The Fifth Season by N.K. Jemisin
Publication Date: August 4, 2015
Page count: 468 pages
Content Warnings: sexual abuse, slavery, death
Star Rating (out of 5): ⭐️⭐️⭐️⭐️⭐️
Spicy Rating (out of 5): n/a
An artful masterpiece is the only way to describe The Fifth Season, the first book in The Broken Earth series. A fifth season occurs every couple hundred years in the Stillness – times of wide-scale catastrophe brought on by natural disasters. This time, a fifth season is set off intentionally by a powerful orogene (those who can wield power drawn from the Earth), ending the world as it is known, and setting off what is to be the longest season yet. The novel centers around Essun, as she searches for her kidnapped daughter while trying to hide her powerful secret as the world begins to change around her.
Typically, I am not a fan of science fiction or books with apocalyptic events. However, the world-building, character development, and artfully written style of this book work so well with the science fiction and apocalyptic elements to make a captivating fantasy story. The internal dialog delivers everything you expect from an emotional read. It’s raw, complex, and has a good dose of sarcasm and dry humor- at least for me. Stylistically, this novel is phenomenal and in a class of its own. The use of different perspectives, choice of words, interludes, stone lore passages, and even the layout of text on the page, all add to the emotion of the moment and allowed me to empathize with the characters. As any good author can do, Jemisin also delivered a couple of great surprises in the course of the book, which really hooked me as I started picking up the clues along the way.

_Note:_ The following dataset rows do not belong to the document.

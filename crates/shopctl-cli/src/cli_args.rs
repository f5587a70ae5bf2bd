use clap::{ArgAction, Parser, Subcommand};

pub use crate::modules::auth::args::*;
pub use crate::modules::orders::args::*;
pub use crate::modules::products::args::*;
pub use crate::modules::users::args::*;

#[derive(Parser)]
#[command(name = "shopctl")]
#[command(about = "Admin console for the storefront backend")]
pub struct Cli {
    #[arg(long, env = "SHOPCTL_ADDR")]
    pub addr: Option<String>,
    #[arg(short, long, action = ArgAction::Count)]
    pub verbose: u8,
    #[arg(long, help = "Allow http:// and invalid TLS certificates")]
    pub insecure: bool,
    #[command(subcommand)]
    pub command: Command,
}

#[derive(Subcommand)]
pub enum Command {
    Login(LoginArgs),
    Logout,
    #[command(about = "Show the identity of the current session")]
    Whoami,
    Product(ProductArgs),
    Order(OrderArgs),
    User(UserArgs),
    #[command(about = "Aggregate storefront statistics")]
    Stats,
}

There is still so much to be uncovered about this world between the different races, orogenes vs. guardians, stone eaters, and the obelisks. Jemisin carefully laid out just enough in this first book to keep me interested without being overwhelmed by the world. I highly recommend this book if you’re looking for an emotional yet rich fantasy story. On a personal note, this book has *finally* gotten me out of a fantasy reading funk after binge-reading all three of Sarah J. Maas’s series last year, so if you’re going through something similar, give this book a try!